Following the Industrial Revolution, such a structure arose in the Western world, replacing the agrarian cultures of the pre-modern, pre-industrial era. This indicates that a real industrial civilization not only contains mass factory production, but also a social structure that is specifically intended to sustain such operations. Industrial societies are often mass societies that may be followed by information society. They are frequently compared to traditional communities.
External energy sources, such as fossil fuels, are used by industrial cultures to boost the rate and size of production. A society like this is often organized hierarchically by class and has a rigorous division of labor between workers and factory owners. Food production is shifting to massive commercial farms, where industrial equipment such as combine harvesters and fossil fuel-based fertilizers are employed to reduce required human labor while increasing output. Excess labor that is no longer required for food production is transferred to these facilities, where mechanization is used to boost efficiency even more. Many people are shifting to expanding service industries as populations grow and machinery becomes more polished, frequently to the point of automation.

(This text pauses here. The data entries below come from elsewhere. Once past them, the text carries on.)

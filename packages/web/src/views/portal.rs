//! Landing pages for agents and customers.

use dioxus::prelude::*;
use ui::{use_app, LogoutButton};

#[component]
fn Landing(title: String) -> Element {
    let app = use_app();
    let name = app.session.user_name().unwrap_or_default();
    let initials = app.session.initials().unwrap_or_default();

    rsx! {
        div {
            class: "admin-layout",
            header {
                class: "admin-header",
                h2 { "{title}" }
                div {
                    class: "admin-user",
                    span { class: "avatar", "{initials}" }
                    span { "{name}" }
                    LogoutButton { class: "secondary-btn" }
                }
            }
            main {
                class: "admin-content",
                p { class: "empty-state", "Welcome back. Your dashboard is on its way." }
            }
        }
    }
}

#[component]
pub fn Agent() -> Element {
    rsx! {
        Landing { title: "Agent Portal" }
    }
}

#[component]
pub fn Customer() -> Element {
    rsx! {
        Landing { title: "Customer Portal" }
    }
}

The industrial society encourages urbanization, in part so that workers can be closer to centers of production, and the service industry can provide labor to workers and those who benefit financially from them in exchange for a portion of production earnings with which they can purchase things. As a result, very large cities and surrounding suburbs with a high rate of economic activity are on the rise.

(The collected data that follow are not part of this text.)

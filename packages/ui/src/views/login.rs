//! Login screen: pick customer or agent, then sign in with email and password.

use api::LoginKind;
use dioxus::prelude::*;

use crate::banner::{show_banner, NotificationBanner};
use crate::login::{failure_message, perform_login, LoginState, LOGIN_SUCCESS};
use crate::notification::{Banner, Notifier};
use crate::platform::sleep;
use crate::session::use_app;

#[component]
pub fn LoginView() -> Element {
    let app = use_app();
    let navigator = use_navigator();
    let mut state = use_signal(LoginState::default);
    let notifier = use_signal(Notifier::new);

    let banner_duration = app.config.ui.banner_duration();
    let redirect_delay = app.config.ui.redirect_delay();

    let onsubmit = move |evt: FormEvent| {
        evt.prevent_default();
        let credentials = match state.write().begin_submit() {
            Ok(credentials) => credentials,
            Err(banner) => {
                show_banner(notifier, banner, banner_duration);
                return;
            }
        };
        let kind = state.read().login_kind();
        let app = app.clone();
        spawn(async move {
            let backend = app.backend();
            match perform_login(&backend, &app.session, kind, &credentials).await {
                Ok(destination) => {
                    let ticket = state.write().finish_submit(true);
                    show_banner(notifier, Banner::success(LOGIN_SUCCESS), banner_duration);
                    if let Some(ticket) = ticket {
                        sleep(redirect_delay).await;
                        if state.write().take_redirect(ticket) {
                            navigator.replace(destination.path());
                        }
                    }
                }
                Err(e) => {
                    state.write().finish_submit(false);
                    show_banner(notifier, Banner::error(failure_message(&e)), banner_duration);
                }
            }
        });
    };

    let snapshot = state.read().clone();
    let password_type = if snapshot.show_password { "text" } else { "password" };
    let email_error = snapshot.field_error("email");
    let password_error = snapshot.field_error("password");
    let email = snapshot.form.value("email").to_string();
    let password = snapshot.form.value("password").to_string();
    let heading = format!("{} Login", snapshot.login_kind().label());

    rsx! {
        div {
            class: "login-container",
            style: "display: flex; flex-direction: column; align-items: center; justify-content: center; min-height: 100vh; padding: 2rem; background: #f5f7fb;",

            div {
                style: "width: 100%; max-width: 360px;",
                NotificationBanner { notifier }
            }

            h1 {
                style: "margin-bottom: 0.5rem; color: #1f2a44; font-weight: 700; font-size: 1.75rem;",
                "InsurePortal"
            }

            if !snapshot.show_form {
                p {
                    style: "margin-bottom: 2rem; color: #5b6475; font-size: 0.9375rem;",
                    "How would you like to sign in?"
                }
                div {
                    class: "login-buttons",
                    style: "display: flex; flex-direction: column; gap: 0.75rem; width: 100%; max-width: 320px;",
                    button {
                        class: "login-btn primary-btn",
                        onclick: move |_| state.write().choose(LoginKind::Customer),
                        "Customer Login"
                    }
                    button {
                        class: "login-btn secondary-btn",
                        onclick: move |_| state.write().choose(LoginKind::Agent),
                        "Agent Login"
                    }
                }
            } else {
                p {
                    style: "margin-bottom: 1.5rem; color: #5b6475; font-size: 0.9375rem;",
                    "{heading}"
                }
                form {
                    class: "login-form",
                    style: "display: flex; flex-direction: column; gap: 0.75rem; width: 100%; max-width: 320px;",
                    onsubmit: onsubmit,

                    input {
                        r#type: "email",
                        placeholder: "Email",
                        value: "{email}",
                        oninput: move |e| state.write().form.set("email", e.value()),
                        onblur: move |_| state.write().form.touch("email"),
                    }
                    if let Some(error) = email_error {
                        span { class: "field-error", "{error}" }
                    }

                    div {
                        style: "display: flex; gap: 0.5rem;",
                        input {
                            style: "flex: 1;",
                            r#type: "{password_type}",
                            placeholder: "Password",
                            value: "{password}",
                            oninput: move |e| state.write().form.set("password", e.value()),
                            onblur: move |_| state.write().form.touch("password"),
                        }
                        button {
                            r#type: "button",
                            class: "link-btn",
                            onclick: move |_| state.write().toggle_password(),
                            if snapshot.show_password { "Hide" } else { "Show" }
                        }
                    }
                    if let Some(error) = password_error {
                        span { class: "field-error", "{error}" }
                    }

                    button {
                        r#type: "submit",
                        class: "login-btn primary-btn",
                        disabled: snapshot.loading,
                        if snapshot.loading { "Signing in..." } else { "Sign in" }
                    }
                    button {
                        r#type: "button",
                        class: "link-btn",
                        onclick: move |_| state.write().show_form = false,
                        "Back"
                    }
                }
            }
        }
    }
}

These urban areas, which are otherwise unsustainable, require the infusion of external energy sources to overcome the diminishing returns of agricultural consolidation, which are owing in part to a scarcity of adjacent fertile land, as well as associated transportation and storage expenses. As a result, industrial government policies prioritize the reliable availability of required energy resources.
An industrial civilization, according to sociology, is one that harnesses technological developments to fuel a strong manufacturing industry capable of supporting a big population. The United States, for example, is an industrial civilization because a significant section of its economy is linked to jobs using mechanized labor, such as factory farming or auto-assembly facilities, which use a combination of machines and human employees to manufacture consumer goods.
In most circumstances, the goal of an industrial economy is mass production of goods, which is the quick and efficient creation of standardized products. For example, if you’ve ever bought a car, there’s a good chance it was mass made because it runs similarly to other models and its parts are interchangeable because they’re equivalent.